I think too much, I really do. And my mouth is too slow to catch up to my brain, moving slow like a thousand ages of history were trying to pass through my lips. My brain is the rising tide swallowing up every ship that seems even the least bit directed in deterring negative thoughts. The flock of swallows from my heart got lost somewhere in my lungs, and whenever I speak feathers come out masking everything I want to say in stupid little delicate words, when what I long to say are as crushing as anchors, dragging hundreds of years of earth along with it.
I need to win against myself in this one. I need to train my mind to a positive tune.

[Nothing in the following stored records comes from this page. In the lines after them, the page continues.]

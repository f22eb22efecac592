//! 广度优先引擎的前沿队列
//!
//! `FifoFrontier` 给出普通 BFS；`PriorityFrontier` 按松弛器的比较规则
//! 出队，Dijkstra 与 A* 通过它复用同一个 BFS 引擎。

use std::cmp::Ordering;
use std::collections::{HashMap, VecDeque};
use std::hash::Hash;

use crate::services::algorithm::shortest_path::DistanceRelaxer;

/// 访问者对灰色 / 黑色目标的处理结果
#[derive(Debug, Clone, Copy, PartialEq, Eq, Default)]
pub enum FrontierUpdate {
    /// 不改变前沿
    #[default]
    Keep,
    /// 目标仍在前沿中，按新的优先级调整位置
    Update,
    /// 目标已完成，重新变为灰色并再次入队
    Reopen,
}

/// 前沿队列
pub trait Frontier<V> {
    fn push(&mut self, vertex: V, priority: f64);

    fn pop(&mut self) -> Option<V>;

    /// 调整已在队列中的顶点的优先级
    fn update(&mut self, vertex: &V, priority: f64);

    fn len(&self) -> usize;

    fn is_empty(&self) -> bool {
        self.len() == 0
    }

    fn clear(&mut self);
}

/// 先进先出队列，忽略优先级
#[derive(Debug, Clone)]
pub struct FifoFrontier<V> {
    queue: VecDeque<V>,
}

impl<V> FifoFrontier<V> {
    pub fn new() -> Self {
        Self {
            queue: VecDeque::new(),
        }
    }
}

impl<V> Default for FifoFrontier<V> {
    fn default() -> Self {
        Self::new()
    }
}

impl<V> Frontier<V> for FifoFrontier<V> {
    fn push(&mut self, vertex: V, _priority: f64) {
        self.queue.push_back(vertex);
    }

    fn pop(&mut self) -> Option<V> {
        self.queue.pop_front()
    }

    fn update(&mut self, _vertex: &V, _priority: f64) {}

    fn len(&self) -> usize {
        self.queue.len()
    }

    fn clear(&mut self) {
        self.queue.clear();
    }
}

#[derive(Debug, Clone)]
struct HeapEntry<V> {
    vertex: V,
    priority: f64,
    sequence: u64,
}

/// 带位置索引的二叉堆
///
/// 堆顶是按松弛器 `compare` 最小的顶点；优先级相同时先入队者先出。
/// 每个顶点至多在堆中出现一次，重复入队等价于调整优先级。
#[derive(Debug, Clone)]
pub struct PriorityFrontier<V, R> {
    heap: Vec<HeapEntry<V>>,
    positions: HashMap<V, usize>,
    relaxer: R,
    sequence: u64,
}

impl<V, R> PriorityFrontier<V, R>
where
    V: Clone + Eq + Hash,
    R: DistanceRelaxer,
{
    pub fn new(relaxer: R) -> Self {
        Self {
            heap: Vec::new(),
            positions: HashMap::new(),
            relaxer,
            sequence: 0,
        }
    }

    /// 堆顶顶点
    pub fn peek(&self) -> Option<&V> {
        self.heap.first().map(|entry| &entry.vertex)
    }

    pub fn contains(&self, vertex: &V) -> bool {
        self.positions.contains_key(vertex)
    }

    fn less(&self, a: usize, b: usize) -> bool {
        let (a, b) = (&self.heap[a], &self.heap[b]);
        match self.relaxer.compare(a.priority, b.priority) {
            Ordering::Less => true,
            Ordering::Greater => false,
            Ordering::Equal => a.sequence < b.sequence,
        }
    }

    fn swap(&mut self, a: usize, b: usize) {
        self.heap.swap(a, b);
        self.positions.insert(self.heap[a].vertex.clone(), a);
        self.positions.insert(self.heap[b].vertex.clone(), b);
    }

    fn sift_up(&mut self, mut index: usize) {
        while index > 0 {
            let parent = (index - 1) / 2;
            if !self.less(index, parent) {
                break;
            }
            self.swap(index, parent);
            index = parent;
        }
    }

    fn sift_down(&mut self, mut index: usize) {
        loop {
            let left = 2 * index + 1;
            let right = left + 1;
            let mut smallest = index;
            if left < self.heap.len() && self.less(left, smallest) {
                smallest = left;
            }
            if right < self.heap.len() && self.less(right, smallest) {
                smallest = right;
            }
            if smallest == index {
                break;
            }
            self.swap(index, smallest);
            index = smallest;
        }
    }
}

impl<V, R> Frontier<V> for PriorityFrontier<V, R>
where
    V: Clone + Eq + Hash,
    R: DistanceRelaxer,
{
    fn push(&mut self, vertex: V, priority: f64) {
        if self.positions.contains_key(&vertex) {
            self.update(&vertex, priority);
            return;
        }
        let index = self.heap.len();
        self.positions.insert(vertex.clone(), index);
        self.heap.push(HeapEntry {
            vertex,
            priority,
            sequence: self.sequence,
        });
        self.sequence += 1;
        self.sift_up(index);
    }

    fn pop(&mut self) -> Option<V> {
        if self.heap.is_empty() {
            return None;
        }
        let last = self.heap.len() - 1;
        self.swap(0, last);
        let entry = self.heap.pop()?;
        self.positions.remove(&entry.vertex);
        if !self.heap.is_empty() {
            self.sift_down(0);
        }
        Some(entry.vertex)
    }

    fn update(&mut self, vertex: &V, priority: f64) {
        let Some(&index) = self.positions.get(vertex) else {
            return;
        };
        let previous = self.heap[index].priority;
        self.heap[index].priority = priority;
        match self.relaxer.compare(priority, previous) {
            Ordering::Less => self.sift_up(index),
            Ordering::Greater => self.sift_down(index),
            Ordering::Equal => {}
        }
    }

    fn len(&self) -> usize {
        self.heap.len()
    }

    fn clear(&mut self) {
        self.heap.clear();
        self.positions.clear();
        self.sequence = 0;
    }
}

"....In this world, they choose to see me,
they choose to see me
like a setting sun
so it's up to me,
i have to see me,
i have to see me
like the rising one."
I am my own worst enemy.
This is how it will and always remain, and the more I worry about other people's intentions the more I step on split ends.
People are going to be stupid, They are going to lack a respect for me and my happiness/relationships, it's the fact that if the one's that I so truly care about go along with it, then maybe they were never worth it from day one.
But I really feel like this boy is different. He's the first person I've been able to trust in ages, absolute ages.
Things that would usually weird me out don't with him, I don't find myself living in a constant state of approval from him.
I'm so happy.
So people who read this, if any at all, please just respect me and leave it alone.
Don't interrupt something that I've been craving for forever, please.
and if you're that heartless than you can burn in hell with your greedy worthless heart.